Steve Hauschildt dissolves ambient and electronica into a serene equilibrium.
On Dissolvi, Hauschildt is looking for relief. The album's title, a reference to St. Paul's phrase "cupio dissolvi" in the New Testament, reflects the desire for dissolution into God ("cupio" meaning "I wish," and "dissolvi," "to be dissolved"). Paul was expressing the primary concern of Christian mysticism: to cleave to God in a moment of total ecstasy, escaping the tension between the sacred and the profane by obliterating the self, and the connection with mortality. Hauschildt's desire for musical dissolution, while not as literally spiritual as Paul's, follows a similar logic. On Dissolvi, he avoids tension by adhering to a specific brand of ambient-inspired synth composition. Whereas ambient was at the fore on Strands, Hauschildt's minimal electronica here works its way into those ambient soundscapes and offers a singularly calm fusion of both genres. No longer caught between oppositional impulses, Hauschildt seamlessly channels freeform ambient and regimented synth tones into the same space, and produces some of his most cohesive, conceptually sound work to date.
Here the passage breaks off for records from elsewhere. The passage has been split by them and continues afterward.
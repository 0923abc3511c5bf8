//! Protocol parameters derived from the node's constants.

use serde::{Deserialize, Serialize};

use crate::rpc::Constants;

/// First protocol version that pays invoices as explicit events.
pub const VERSION_INVOICE_EVENTS: u32 = 9;
/// First protocol version with explicit deposits, bonuses and minted seed slashes.
pub const VERSION_ITHACA: u32 = 12;

/// Parameters in force for one block.
#[derive(Debug, Clone, PartialEq, Eq, Serialize, Deserialize)]
pub struct Params {
    pub protocol: String,
    /// Sequential protocol version number.
    pub version: u32,
    pub blocks_per_cycle: u64,
    pub preserved_cycles: u64,
    pub minimal_block_delay: u64,
    pub consensus_committee_size: u32,
    pub cost_per_byte: i64,
}

impl Params {
    pub fn new(constants: &Constants, protocol: impl Into<String>, version: u32) -> Self {
        Self {
            protocol: protocol.into(),
            version,
            blocks_per_cycle: constants.blocks_per_cycle.max(1),
            preserved_cycles: constants.preserved_cycles,
            minimal_block_delay: constants.minimal_block_delay,
            consensus_committee_size: constants.consensus_committee_size,
            cost_per_byte: constants.cost_per_byte,
        }
    }

    /// Genesis (height 0) precedes cycle 0, whose first block is height 1.
    pub fn cycle_from_height(&self, height: u64) -> u64 {
        height.saturating_sub(1) / self.blocks_per_cycle
    }

    pub fn cycle_start_height(&self, cycle: u64) -> u64 {
        cycle * self.blocks_per_cycle + 1
    }

    pub fn cycle_end_height(&self, cycle: u64) -> u64 {
        self.cycle_start_height(cycle + 1) - 1
    }

    pub fn is_cycle_start(&self, height: u64) -> bool {
        height > 0 && (height - 1) % self.blocks_per_cycle == 0
    }

    pub fn is_cycle_end(&self, height: u64) -> bool {
        height > 0 && height % self.blocks_per_cycle == 0
    }

    /// Cycle whose rights must be fetched while processing `height`, if any.
    ///
    /// Rights for cycle `N` exist from the end of cycle `N - preserved - 1`
    /// but nodes only serve them from the start of cycle `N - preserved`,
    /// so they are fetched there. Fetching starts at cycle 2.
    pub fn rights_cycle(&self, height: u64, cycle: u64) -> Option<u64> {
        (height >= self.cycle_start_height(2) && self.is_cycle_start(height))
            .then(|| cycle + self.preserved_cycles)
    }

    pub fn has_invoice_events(&self) -> bool {
        self.version >= VERSION_INVOICE_EVENTS
    }

    pub fn is_ithaca(&self) -> bool {
        self.version >= VERSION_ITHACA
    }
}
The opener, "M Path," sets the tone, sending waves of synth oscillations in every direction like subatomic particles in an accelerator. There's grit in these sounds, too. Gone are the pristine, shimmering rainbows of Strands and Where All Is Fled. Instead, the sounds on "M Path" and synth-driven tracks like "Phantox" and "Alienself" are heard through a veil, inflected with ambient fuzz that colors the sound without obscuring it.
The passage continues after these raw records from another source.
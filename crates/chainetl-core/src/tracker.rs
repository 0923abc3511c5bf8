//! Head tracker — keeps a sliding window of the most recently committed
//! block headers for parent-hash verification and fork detection.

use std::collections::VecDeque;

use crate::types::BlockHeader;

/// Tracks the last N committed headers of the local chain.
///
/// When a new block is committed the tracker checks that its `predecessor`
/// matches the hash of the current head. The window only ever holds a
/// single linear chain: rollback pops from the back.
pub struct BlockTracker {
    /// Sliding window of committed headers (oldest first).
    window: VecDeque<BlockHeader>,
    /// Maximum number of headers to retain.
    window_size: usize,
}

impl BlockTracker {
    /// Create a new tracker with the given window size.
    ///
    /// The window should be at least as deep as the maximum reorg depth so
    /// the common-ancestor search rarely has to fall back to storage.
    pub fn new(window_size: usize) -> Self {
        Self {
            window: VecDeque::with_capacity(window_size),
            window_size: window_size.max(1),
        }
    }

    /// Append a newly committed header.
    ///
    /// Returns `Err(depth)` if the header does not extend the current head;
    /// `depth` is how many tracked headers sit above the fork point.
    pub fn push(&mut self, header: BlockHeader) -> Result<(), u64> {
        if let Some(head) = self.window.back() {
            if !header.extends(head) {
                return Err(self.find_fork_depth(&header));
            }
        }
        if self.window.len() >= self.window_size {
            self.window.pop_front();
        }
        self.window.push_back(header);
        Ok(())
    }

    /// Returns the current local head (most recently committed header).
    pub fn head(&self) -> Option<&BlockHeader> {
        self.window.back()
    }

    /// Returns the tracked header at `height`, if it is inside the window.
    pub fn get(&self, height: u64) -> Option<&BlockHeader> {
        let first = self.window.front()?.height;
        let idx = height.checked_sub(first)? as usize;
        self.window.get(idx).filter(|h| h.height == height)
    }

    /// Returns the lowest height still inside the window.
    pub fn tail_height(&self) -> Option<u64> {
        self.window.front().map(|h| h.height)
    }

    /// Number of headers in the window.
    pub fn len(&self) -> usize {
        self.window.len()
    }

    /// Returns `true` if the window is empty.
    pub fn is_empty(&self) -> bool {
        self.window.is_empty()
    }

    /// Remove and return the current head (used after a rollback).
    pub fn pop(&mut self) -> Option<BlockHeader> {
        self.window.pop_back()
    }

    /// Rewind the tracker to `height` (discard everything above it).
    pub fn rewind_to(&mut self, height: u64) {
        while let Some(back) = self.window.back() {
            if back.height > height {
                self.window.pop_back();
            } else {
                break;
            }
        }
    }

    /// Replace the window content, e.g. when reloading from storage.
    /// `headers` must be ordered oldest first.
    pub fn reset(&mut self, headers: impl IntoIterator<Item = BlockHeader>) {
        self.window.clear();
        for header in headers {
            if self.window.len() >= self.window_size {
                self.window.pop_front();
            }
            self.window.push_back(header);
        }
    }

    fn find_fork_depth(&self, new_header: &BlockHeader) -> u64 {
        for (i, tracked) in self.window.iter().enumerate().rev() {
            if tracked.hash == new_header.predecessor {
                return (self.window.len() - 1 - i) as u64;
            }
        }
        // fork point is older than the window
        self.window.len() as u64
    }
}

#[cfg(test)]
mod tests {
    use super::*;
    use chrono::DateTime;

    fn header(height: u64, hash: &str, pred: &str) -> BlockHeader {
        BlockHeader {
            height,
            hash: hash.into(),
            predecessor: pred.into(),
            timestamp: DateTime::from_timestamp(height as i64 * 30, 0).unwrap_or_default(),
        }
    }

    fn chain(tracker: &mut BlockTracker, from: u64, to: u64) {
        for i in from..=to {
            let pred = if i == from { "BL0".to_string() } else { format!("BL{}", i - 1) };
            tracker.push(header(i, &format!("BL{i}"), &pred)).unwrap();
        }
    }

    #[test]
    fn push_linear_chain() {
        let mut tracker = BlockTracker::new(10);
        chain(&mut tracker, 100, 102);
        assert_eq!(tracker.head().unwrap().height, 102);
        assert_eq!(tracker.len(), 3);
        assert_eq!(tracker.get(101).unwrap().hash, "BL101");
        assert!(tracker.get(99).is_none());
        assert!(tracker.get(103).is_none());
    }

    #[test]
    fn push_detects_fork() {
        let mut tracker = BlockTracker::new(10);
        chain(&mut tracker, 100, 103);
        // competing 103' on top of 101
        let depth = tracker.push(header(102, "BL102b", "BL101")).unwrap_err();
        assert_eq!(depth, 2);
        // unrelated parent: the fork point is outside the window
        let depth = tracker.push(header(104, "BLx", "BLunknown")).unwrap_err();
        assert_eq!(depth, 4);
    }

    #[test]
    fn rewind_and_pop() {
        let mut tracker = BlockTracker::new(20);
        chain(&mut tracker, 100, 110);
        tracker.rewind_to(105);
        assert_eq!(tracker.head().unwrap().height, 105);
        assert_eq!(tracker.pop().unwrap().height, 105);
        assert_eq!(tracker.head().unwrap().height, 104);
    }

    #[test]
    fn window_size_enforced() {
        let mut tracker = BlockTracker::new(5);
        chain(&mut tracker, 0, 9);
        assert_eq!(tracker.len(), 5);
        assert_eq!(tracker.tail_height(), Some(5));
    }

    #[test]
    fn reset_keeps_newest() {
        let mut tracker = BlockTracker::new(3);
        tracker.reset((1..=6).map(|i| header(i, &format!("BL{i}"), &format!("BL{}", i - 1))));
        assert_eq!(tracker.len(), 3);
        assert_eq!(tracker.tail_height(), Some(4));
        assert_eq!(tracker.head().unwrap().hash, "BL6");
    }
}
The real highlights, though, are in Hauschildt's experiments with the human voice. On "Saccade," vocals from Julianna Barwick slide in between the beats, and work to temper the machine-like regularity of Hauschildt's rhythms. "Lyngr" is a tapestry of anonymous voices, anchored by delicate, glittering electronic constellations. The result is a more restful sound, where gentle harmonies and pulsing synths are in equilibrium. If there's a downside to Hauschildt's method, it's that tracks like "Phantox" and "Aroid" feel almost hollow next to "Saccade," 'Syncope" and "Lyngr." Even as Hauschildt chases that desire for relief and escape via dissolution, there will always be that human heart at the center of his sound—no longer a tension, but a careful balance between the organic and the artificial.